本校舎を出ると、太陽が頂点に上っていた。お昼時とあって、生徒達は昼食をとっているだろう。
日差しの眩しさに、ツルカは目を薄めた。季節はもう、初夏を過ぎようとしていた。
「……来たか」
ツルカの前に着地したのは、おなじみの猫だ。
「その顔は、乗り切ったんだな」
「うん!」
ツルカはとびきりの笑顔を見せた。ラムルも頷いた。
「……はあ、呑気に笑いやがって。っと!」
「わあっ」
ラムルからツルカの腕に飛び込んできた。
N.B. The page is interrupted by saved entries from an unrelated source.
//! Human-readable and `--json` reporting, and the exit-code mapping for
//! host adapters.

use ignition_core::{AggregateResult, OverallStatus};
use serde::Serialize;

#[derive(Serialize)]
struct SignalReport {
    name: String,
    stage: u32,
    status: String,
    duration_ms: u128,
    attempts: u32,
    error: Option<String>,
}

#[derive(Serialize)]
struct AggregateReport {
    overall_status: String,
    total_duration_ms: u128,
    signals: Vec<SignalReport>,
}

impl From<&AggregateResult> for AggregateReport {
    fn from(result: &AggregateResult) -> Self {
        Self {
            overall_status: overall_status_wire(result.overall_status).to_string(),
            total_duration_ms: result.total_duration.as_millis(),
            signals: result
                .per_signal_results
                .iter()
                .map(|r| SignalReport {
                    name: r.name.clone(),
                    stage: r.stage,
                    status: r.status.to_string(),
                    duration_ms: r.duration.as_millis(),
                    attempts: r.attempts,
                    error: r.error.as_ref().map(|e| format!("{e:#}")),
                })
                .collect(),
        }
    }
}

fn overall_status_wire(status: OverallStatus) -> &'static str {
    match status {
        OverallStatus::Pending => "pending",
        OverallStatus::Succeeded => "succeeded",
        OverallStatus::PartialSuccess => "partial_success",
        OverallStatus::Failed => "failed",
        OverallStatus::Cancelled => "cancelled",
    }
}

pub fn print_json(result: &AggregateResult) {
    let report = AggregateReport::from(result);
    println!("{}", serde_json::to_string_pretty(&report).expect("report serializes"));
}

pub fn print_human(result: &AggregateResult) {
    println!("overall: {}", overall_status_wire(result.overall_status));
    println!("duration: {:.3}s", result.total_duration.as_secs_f64());
    println!();
    println!("{:<24} {:<8} {:>10} {:>8}  {}", "SIGNAL", "STAGE", "DURATION", "TRIES", "STATUS");
    println!("{}", "-".repeat(72));
    for r in &result.per_signal_results {
        let duration = format!("{}ms", r.duration.as_millis());
        print!(
            "{:<24} {:<8} {:>10} {:>8}  {}",
            r.name, r.stage, duration, r.attempts, r.status
        );
        if let Some(err) = &r.error {
            print!("  ({err})");
        }
        println!();
    }
}

/// Maps a terminal [`OverallStatus`] to a process exit code:
/// `succeeded -> healthy`, `partial_success -> degraded`, `failed`/
/// `cancelled -> unhealthy`, `pending -> unhealthy(starting)`.
pub fn exit_code(result: &AggregateResult) -> i32 {
    match result.overall_status {
        OverallStatus::Succeeded => 0,
        OverallStatus::PartialSuccess => 1,
        OverallStatus::Failed | OverallStatus::Cancelled => 2,
        OverallStatus::Pending => 3,
    }
}

/// Maps a terminal [`OverallStatus`] to the `/healthz` HTTP status per the
/// same exit-mapping table: `200` healthy, `200` degraded (with a body
/// flag), `503` unhealthy/starting.
pub fn http_status(result: &AggregateResult) -> u16 {
    match result.overall_status {
        OverallStatus::Succeeded | OverallStatus::PartialSuccess => 200,
        OverallStatus::Failed | OverallStatus::Cancelled | OverallStatus::Pending => 503,
    }
}

pub fn is_degraded(result: &AggregateResult) -> bool {
    result.overall_status == OverallStatus::PartialSuccess
}

#[cfg(test)]
mod tests {
    use super::*;
    use ignition_core::{SignalResult, SignalStatus};
    use std::time::{Duration, SystemTime};

    fn result(overall: OverallStatus) -> AggregateResult {
        AggregateResult {
            per_signal_results: vec![SignalResult {
                name: "db".to_string(),
                stage: 0,
                status: SignalStatus::Succeeded,
                started_at: SystemTime::now(),
                finished_at: SystemTime::now(),
                duration: Duration::from_millis(10),
                error: None,
                attempts: 1,
            }],
            total_duration: Duration::from_millis(10),
            overall_status: overall,
        }
    }

    #[test]
    fn exit_code_maps_each_overall_status() {
        assert_eq!(exit_code(&result(OverallStatus::Succeeded)), 0);
        assert_eq!(exit_code(&result(OverallStatus::PartialSuccess)), 1);
        assert_eq!(exit_code(&result(OverallStatus::Failed)), 2);
        assert_eq!(exit_code(&result(OverallStatus::Cancelled)), 2);
        assert_eq!(exit_code(&result(OverallStatus::Pending)), 3);
    }

    #[test]
    fn http_status_maps_each_overall_status() {
        assert_eq!(http_status(&result(OverallStatus::Succeeded)), 200);
        assert_eq!(http_status(&result(OverallStatus::PartialSuccess)), 200);
        assert_eq!(http_status(&result(OverallStatus::Failed)), 503);
        assert_eq!(http_status(&result(OverallStatus::Pending)), 503);
    }
}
猫はすっぽりと収まる。
「といってもね、今回は、こう。あまり私がどうこうとかじゃなくて」
今回はどちらかというと、模範生達のドタバタ。そして、ニコラスの一声があった。それに尽きた。
「いや、元はお前がどうこうだろ……」
「うん、それもそうだね……」
「話は聞きたい、聞きたいんだけどな……」
ラムルは腕の中でうとうとしていた。やたらと眠そうだった。それもそのはず。
「ほとんど寝てないんだよ……」
「うん」
「つうことで、夜になったら起こせ。さすがに帰る……」
「うん、おやすみ」
どこまでも心配性な猫はそうだった。ツルカが背中を撫でると、猫は寝息を立てて熟睡していた。ツルカも共に昼寝をすることにした。色々と疲れていた。
「うん、帰ろうか」
日差しが強い、そう感じられる。ツルカは生きている。